Instead I tend to read once into a geometrically growing buffer. This means that there is overhead associated with reallocation and copying of the buffer when it gets full, but that overhead needs to be kept in perspective when it is a serial activity with reading a file that may be coming from a spinning hard disk or across a network. An example attached.

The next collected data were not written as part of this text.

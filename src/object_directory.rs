use core::ops::RangeInclusive;

use ini_core as ini;

use crate::data_type::{DataType, ObjectWidth};
use crate::error::ErrorCode;
use crate::prelude::*;
use crate::util;
use crate::value::{depends_on_node_id, get_value, parse_value, Value};

/// Handle to one dictionary entry, as produced by [`ObjectAccess::find`].
#[derive(Debug, Clone, Copy, PartialEq, Eq, Hash)]
pub struct ObjectRef {
    index: u16,
    sub_index: u8,
}

impl ObjectRef {
    pub fn index(&self) -> u16 {
        self.index
    }
    pub fn sub_index(&self) -> u8 {
        self.sub_index
    }
}

/// Accessor surface of an object dictionary.
///
/// The NMT controller and the RPDO engine only see the dictionary through
/// this trait, so any storage can back a [`Node`](crate::node::Node).
pub trait ObjectAccess {
    fn read_u8(&self, index: u16, sub_index: u8) -> Result<u8, ErrorCode>;
    fn read_u16(&self, index: u16, sub_index: u8) -> Result<u16, ErrorCode>;
    fn read_u32(&self, index: u16, sub_index: u8) -> Result<u32, ErrorCode>;

    fn find(&self, index: u16, sub_index: u8) -> Result<ObjectRef, ErrorCode>;
    fn width(&self, obj: ObjectRef) -> Result<ObjectWidth, ErrorCode>;
    fn is_read_only(&self, obj: ObjectRef) -> bool;

    /// `writer` is the node id on whose behalf the value is written.
    fn write(&mut self, obj: ObjectRef, value: u32, writer: u8) -> Result<(), ErrorCode>;

    /// Reload every entry with an index in `range` from its default.
    fn restore_defaults(&mut self, range: RangeInclusive<u16>) -> Result<(), ErrorCode>;

    /// Defaults derived from the node id follow `node_id` from the next
    /// [`restore_defaults`](ObjectAccess::restore_defaults) on.
    fn set_node_id(&mut self, _node_id: u8) {}
}

#[derive(Clone, Debug, PartialEq)]
pub struct AccessType {
    read_access: bool,
    write_access: bool,
}

impl AccessType {
    pub fn new(read: bool, write: bool) -> Self {
        AccessType {
            read_access: read,
            write_access: write,
        }
    }

    pub fn parse(s: &str) -> Self {
        match s {
            "rw" | "rww" | "rwr" => AccessType::new(true, true),
            "ro" | "const" => AccessType::new(true, false),
            "wo" => AccessType::new(false, true),
            _ => AccessType::new(false, false),
        }
    }

    pub fn is_readable(&self) -> bool {
        self.read_access
    }
    pub fn is_writable(&self) -> bool {
        self.write_access
    }
}

#[derive(Clone, Debug)]
pub struct Variable {
    name: String,
    data_type: DataType,
    default_value: Value,
    // Raw EDS default, kept when it has to follow the node id.
    default_expression: Option<String>,
    value: Value,
    pdo_mappable: bool,
    access_type: AccessType,
    last_writer: Option<u8>,
    index: u16,
    sub_index: u8,
}

impl Variable {
    pub fn name(&self) -> &str {
        &self.name
    }
    pub fn data_type(&self) -> DataType {
        self.data_type
    }
    pub fn default_value(&self) -> &Value {
        &self.default_value
    }
    pub fn value(&self) -> &Value {
        &self.value
    }
    pub fn access_type(&self) -> &AccessType {
        &self.access_type
    }
    pub fn pdo_mappable(&self) -> bool {
        self.pdo_mappable
    }
    pub fn last_writer(&self) -> Option<u8> {
        self.last_writer
    }
    pub fn index(&self) -> u16 {
        self.index
    }
    pub fn sub_index(&self) -> u8 {
        self.sub_index
    }

    fn rebase_default(&mut self, node_id: u8) {
        let rebased = self.default_expression.as_deref()
            .and_then(|raw| parse_value(raw, node_id, &self.data_type));
        if let Some(value) = rebased {
            self.default_value = value;
        }
    }

    fn restore_default(&mut self) {
        self.value = self.default_value.clone();
        self.last_writer = None;
    }
}

/// Arrays and records share storage; only the EDS object type differs.
#[derive(Clone, Debug)]
pub struct Container {
    name: String,
    index: u16,
    index_to_variable: HashMap<u8, Variable>,
}

impl Container {
    fn new(name: &str, index: u16) -> Self {
        Container { name: name.to_string(), index, index_to_variable: HashMap::new() }
    }

    pub fn name(&self) -> &str {
        &self.name
    }
    pub fn index(&self) -> u16 {
        self.index
    }

    fn add_member(&mut self, var: Variable) {
        self.index_to_variable.insert(var.sub_index, var);
    }
}

#[derive(Clone, Debug)]
pub enum ObjectType {
    Variable(Variable),
    Array(Container),
    Record(Container),
}

impl ObjectType {
    fn variables_mut(&mut self) -> Vec<&mut Variable> {
        match self {
            ObjectType::Variable(var) => vec![var],
            ObjectType::Array(c) | ObjectType::Record(c) => c.index_to_variable.values_mut().collect(),
        }
    }
}

/// EDS backed object dictionary.
#[derive(Clone, Debug)]
pub struct ObjectDirectory {
    node_id: u8,
    index_to_object: HashMap<u16, ObjectType>,
    name_to_index: HashMap<String, u16>,
}

impl ObjectDirectory {
    pub fn new(node_id: u8, eds_content: &str) -> Result<Self, ErrorCode> {
        let mut od = ObjectDirectory {
            node_id,
            index_to_object: HashMap::new(),
            name_to_index: HashMap::new(),
        };
        od.load_from_content(eds_content)?;
        Ok(od)
    }

    pub fn node_id(&self) -> u8 {
        self.node_id
    }

    pub fn get_variable(&self, index: u16, sub_index: u8) -> Result<&Variable, ErrorCode> {
        let not_found = ErrorCode::NotFound { index, sub_index };
        match self.index_to_object.get(&index) {
            Some(ObjectType::Variable(var)) if sub_index == 0 => Ok(var),
            Some(ObjectType::Array(c)) | Some(ObjectType::Record(c)) => {
                c.index_to_variable.get(&sub_index).ok_or(not_found)
            }
            _ => Err(not_found),
        }
    }

    fn get_mut_variable(&mut self, index: u16, sub_index: u8) -> Result<&mut Variable, ErrorCode> {
        let not_found = ErrorCode::NotFound { index, sub_index };
        match self.index_to_object.get_mut(&index) {
            Some(ObjectType::Variable(var)) if sub_index == 0 => Ok(var),
            Some(ObjectType::Array(c)) | Some(ObjectType::Record(c)) => {
                c.index_to_variable.get_mut(&sub_index).ok_or(not_found)
            }
            _ => Err(not_found),
        }
    }

    pub fn get_object_by_name(&self, name: &str) -> Option<&ObjectType> {
        self.name_to_index.get(name).and_then(|id| self.index_to_object.get(id))
    }

    /// Store raw bytes without access checks. Used by local configuration,
    /// never by the bus-facing paths.
    pub fn set_value(&mut self, index: u16, sub_index: u8, data: &[u8]) -> Result<(), ErrorCode> {
        let var = self.get_mut_variable(index, sub_index)?;
        let size = var.data_type.size();
        if size != 0 && size != data.len() {
            return Err(ErrorCode::LengthMismatch { index, sub_index, expected: data.len(), actual: size });
        }
        var.value = Value::new(data.to_vec());
        Ok(())
    }

    fn read_sized(&self, index: u16, sub_index: u8, expected: usize) -> Result<u32, ErrorCode> {
        let var = self.get_variable(index, sub_index)?;
        if !var.access_type.is_readable() {
            return Err(ErrorCode::WriteOnly { index, sub_index });
        }
        let actual = var.data_type.size();
        if actual != expected {
            return Err(ErrorCode::LengthMismatch { index, sub_index, expected, actual });
        }
        Ok(var.value.to_u32())
    }

    fn add_sub_member(&mut self, index: u16, var: Variable) -> Result<(), ErrorCode> {
        match self.index_to_object.get_mut(&index) {
            Some(ObjectType::Record(c)) | Some(ObjectType::Array(c)) => {
                c.add_member(var);
                Ok(())
            }
            _ => Err(ErrorCode::SectionParseFailed {
                section_name: format!("{:04X}sub{:X}", index, var.sub_index),
                more_info: "no array or record to hold the sub-index".to_string(),
            }),
        }
    }

    fn process_section(
        &mut self,
        section_name: &str,
        properties: &HashMap<String, String>,
    ) -> Result<(), ErrorCode> {
        let missing = |key: &str| ErrorCode::SectionParseFailed {
            section_name: section_name.to_string(),
            more_info: format!("No '{}'", key),
        };
        if util::is_top(section_name) {
            let index: u16 = util::parse_number(&format!("0x{}", section_name));
            let name = properties.get("ParameterName").ok_or_else(|| missing("ParameterName"))?;
            let object_type: u8 = properties.get("ObjectType")
                .map(|s| util::parse_number(s))
                .unwrap_or(7);
            let object = match object_type {
                7 => ObjectType::Variable(build_variable(properties, self.node_id, name, index, 0)),
                8 => {
                    let mut array = Container::new(name, index);
                    if properties.contains_key("CompactSubObj") {
                        let count: u8 = util::parse_number(&properties["CompactSubObj"]);
                        let mut highest = build_variable(properties, self.node_id, "Highest sub-index", index, 0);
                        highest.data_type = DataType::Unsigned8;
                        highest.access_type = AccessType::new(true, false);
                        highest.default_value = Value::new(vec![count]);
                        highest.default_expression = None;
                        highest.value = highest.default_value.clone();
                        array.add_member(highest);
                        for sub in 1..=count {
                            let entry_name = format!("{}{}", name, sub);
                            array.add_member(build_variable(properties, self.node_id, &entry_name, index, sub));
                        }
                    }
                    ObjectType::Array(array)
                }
                9 => ObjectType::Record(Container::new(name, index)),
                _ => return Ok(()),
            };
            self.name_to_index.insert(name.clone(), index);
            self.index_to_object.insert(index, object);
        } else if let Some((index, sub_index)) = util::is_sub(section_name) {
            let name = properties.get("ParameterName").ok_or_else(|| missing("ParameterName"))?;
            let variable = build_variable(properties, self.node_id, name, index, sub_index);
            self.add_sub_member(index, variable)?;
        } else if let Some(index) = util::is_name(section_name) {
            // Names for compact array entries.
            if let Some(ObjectType::Array(arr)) = self.index_to_object.get_mut(&index) {
                for (sub_index, var) in arr.index_to_variable.iter_mut() {
                    if let Some(name) = properties.get(&sub_index.to_string()) {
                        var.name = name.clone();
                    }
                }
            }
        }

        Ok(())
    }

    pub fn load_from_content(&mut self, content: &str) -> Result<(), ErrorCode> {
        let mut current_section_name: Option<String> = None;
        let mut current_properties: HashMap<String, String> = HashMap::new();

        for item in ini::Parser::new(content) {
            match item {
                ini::Item::Section(name) => {
                    if let Some(section_name) = current_section_name.take() {
                        self.process_section(&section_name, &current_properties)?;
                        current_properties.clear();
                    }
                    current_section_name = Some(String::from(name));
                }
                ini::Item::Property(key, maybe_value) => {
                    let value = String::from(maybe_value.unwrap_or_default());
                    current_properties.insert(String::from(key), value);
                }
                _ => {}
            }
        }

        if let Some(section_name) = current_section_name {
            self.process_section(&section_name, &current_properties)?
        }

        Ok(())
    }
}

impl ObjectAccess for ObjectDirectory {
    fn read_u8(&self, index: u16, sub_index: u8) -> Result<u8, ErrorCode> {
        Ok(self.read_sized(index, sub_index, 1)? as u8)
    }

    fn read_u16(&self, index: u16, sub_index: u8) -> Result<u16, ErrorCode> {
        Ok(self.read_sized(index, sub_index, 2)? as u16)
    }

    fn read_u32(&self, index: u16, sub_index: u8) -> Result<u32, ErrorCode> {
        self.read_sized(index, sub_index, 4)
    }

    fn find(&self, index: u16, sub_index: u8) -> Result<ObjectRef, ErrorCode> {
        self.get_variable(index, sub_index)?;
        Ok(ObjectRef { index, sub_index })
    }

    fn width(&self, obj: ObjectRef) -> Result<ObjectWidth, ErrorCode> {
        let var = self.get_variable(obj.index, obj.sub_index)?;
        var.data_type.width().ok_or(ErrorCode::LengthMismatch {
            index: obj.index,
            sub_index: obj.sub_index,
            expected: 4,
            actual: var.data_type.size(),
        })
    }

    fn is_read_only(&self, obj: ObjectRef) -> bool {
        self.get_variable(obj.index, obj.sub_index)
            .map(|var| !var.access_type.is_writable())
            .unwrap_or(true)
    }

    fn write(&mut self, obj: ObjectRef, value: u32, writer: u8) -> Result<(), ErrorCode> {
        let width = self.width(obj)?;
        let var = self.get_mut_variable(obj.index, obj.sub_index)?;
        if !var.access_type.is_writable() {
            return Err(ErrorCode::ReadOnly { index: obj.index, sub_index: obj.sub_index });
        }
        var.value = Value::from_u32(value, width.bytes());
        var.last_writer = Some(writer);
        Ok(())
    }

    fn restore_defaults(&mut self, range: RangeInclusive<u16>) -> Result<(), ErrorCode> {
        for (index, object) in self.index_to_object.iter_mut() {
            if range.contains(index) {
                object.variables_mut().into_iter().for_each(Variable::restore_default);
            }
        }
        Ok(())
    }

    fn set_node_id(&mut self, node_id: u8) {
        self.node_id = node_id;
        for object in self.index_to_object.values_mut() {
            object.variables_mut().into_iter().for_each(|var| var.rebase_default(node_id));
        }
    }
}

fn build_variable(
    properties: &HashMap<String, String>,
    node_id: u8,
    name: &str,
    index: u16,
    sub_index: u8,
) -> Variable {
    let access_type = AccessType::parse(
        &properties.get("AccessType").map(|s| s.to_lowercase()).unwrap_or_else(|| "rw".to_string()),
    );
    let pdo_mappable = properties
        .get("PDOMapping")
        .map(|s| s.trim().parse::<i32>().unwrap_or(0) != 0)
        .unwrap_or(false);
    let data_type = DataType::from_u32(util::parse_number(
        properties.get("DataType").map(String::as_str).unwrap_or(""),
    ));
    let default_value = get_value(properties, "DefaultValue", node_id, &data_type)
        .unwrap_or_else(|| Value::new(data_type.default_value()));
    let default_expression = properties
        .get("DefaultValue")
        .filter(|raw| depends_on_node_id(raw))
        .cloned();

    Variable {
        name: name.to_string(),
        data_type,
        value: default_value.clone(),
        default_value,
        default_expression,
        pdo_mappable,
        access_type,
        last_writer: None,
        index,
        sub_index,
    }
}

!*******************************************************************************
!!
!> Read an arbitrary number of real numbers terminated by a sentinel value 
!! from a sequential formatted file.

PROGRAM ReadSomeReals
  
  IMPLICIT NONE
  
  !-----------------------------------------------------------------------------
  ! Program global constants.
  
  !> Name of the test file.
  CHARACTER(*), PARAMETER :: filename = 'ReadSomeReals.txt'
  
  !> Format specification for reading a single record.  Only the width is 
  !! particularly significant.
  CHARACTER(*), PARAMETER :: fmt = "(F10.0)"
  
  ! Sentinel value that terminates the block of data.
  REAL, PARAMETER :: sentinel = -1.0
  
  !*****************************************************************************
  
  CALL execute
  
CONTAINS
  
  !*****************************************************************************
  !!
  !> Run the test.
  
  SUBROUTINE execute
    
    INTEGER :: iostat         ! IOSTAT result.
    INTEGER :: unit           ! Logical unit number.
    
    ! The array that results from the read.
    REAL, ALLOCATABLE :: array(:)
    
    !*****************************************************************************
    
    OPEN(NEWUNIT=unit, FILE=filename, STATUS='OLD', ACTION='READ')
    
    CALL read_some_data(unit, array, iostat)
    IF (iostat /= 0) STOP 'It didn''t work.'
    
    PRINT "('Got ',I0,' numbers that total ',F0.1)", SIZE(array), SUM(array)
    
    CLOSE (unit)
    
  END SUBROUTINE execute
  
  
  !*****************************************************************************
  !!
  !> Read sentinel terminated data.
  
  SUBROUTINE read_some_data(unit, array, iostat)
    
    !---------------------------------------------------------------------------
    ! Local constants.
    
    ! Initial size of the buffer.  Ideally a goodly proportion of data to 
    ! be read would fit in this size, but it doesn't matter if data sizes that 
    ! exceed this are encountered.
    INTEGER, PARAMETER :: initial_size = 10
    
    !---------------------------------------------------------------------------
    ! Arguments
    
    !> Number of the unit to read from.
    INTEGER, INTENT(IN) :: unit
    
    !> The array of data.
    REAL, INTENT(OUT), ALLOCATABLE :: array(:)
    
    !> IOSTAT code - non-zero on error.
    INTEGER, INTENT(OUT) :: iostat
    
    !---------------------------------------------------------------------------
    ! Other locals.
    
    INTEGER :: i              ! Data element index.
    REAL :: d                 ! Temporary value.
    
    ! Temporary used to grow @a array.
    REAL, ALLOCATABLE :: tmp(:)
    
    !***************************************************************************
    
    i = 0
    ALLOCATE(array(initial_size))
    
    ! Loop until we run out of data or file or smoke.
    DO
      ! Read a value from a record.
      READ (unit, fmt, IOSTAT=iostat) d
      
      ! Is end of file an error or does it just indicate end of data?
      IF (IS_IOSTAT_END(iostat)) THEN
        RETURN                ! Choose this for "it is an error".
        ! EXIT                ! Choose this for "it is end of data".
      END IF
      
      ! Bail on error.
      IF (iostat /= 0) RETURN
      
      ! Have we hit the end?
      IF (d == sentinel) EXIT
      
      ! Do we have room tp store the value?
      i = i + 1
      IF (i > SIZE(array)) THEN
        ! Our array is not big enough.  Grow it.
        ALLOCATE(tmp(SIZE(array) * 2))
        tmp(:SIZE(array)) = array
        CALL MOVE_ALLOC(tmp, array)
      END IF
      ! Store the value.
      array(i) = d
    END DO
    
    ! Chop the result array back to the right size.  A zero size 
    ! array is possible and is handled ok.
    array = array(:i)
    
  END SUBROUTINE read_some_data
  
END PROGRAM ReadSomeReals

Others advocate using a linked list of data blocks to cut down on the number of times that data has to be copied around in memory. I tried to put an example of this together that also used length type parameters for extra spicy sauce, but it blew ifort's little mind.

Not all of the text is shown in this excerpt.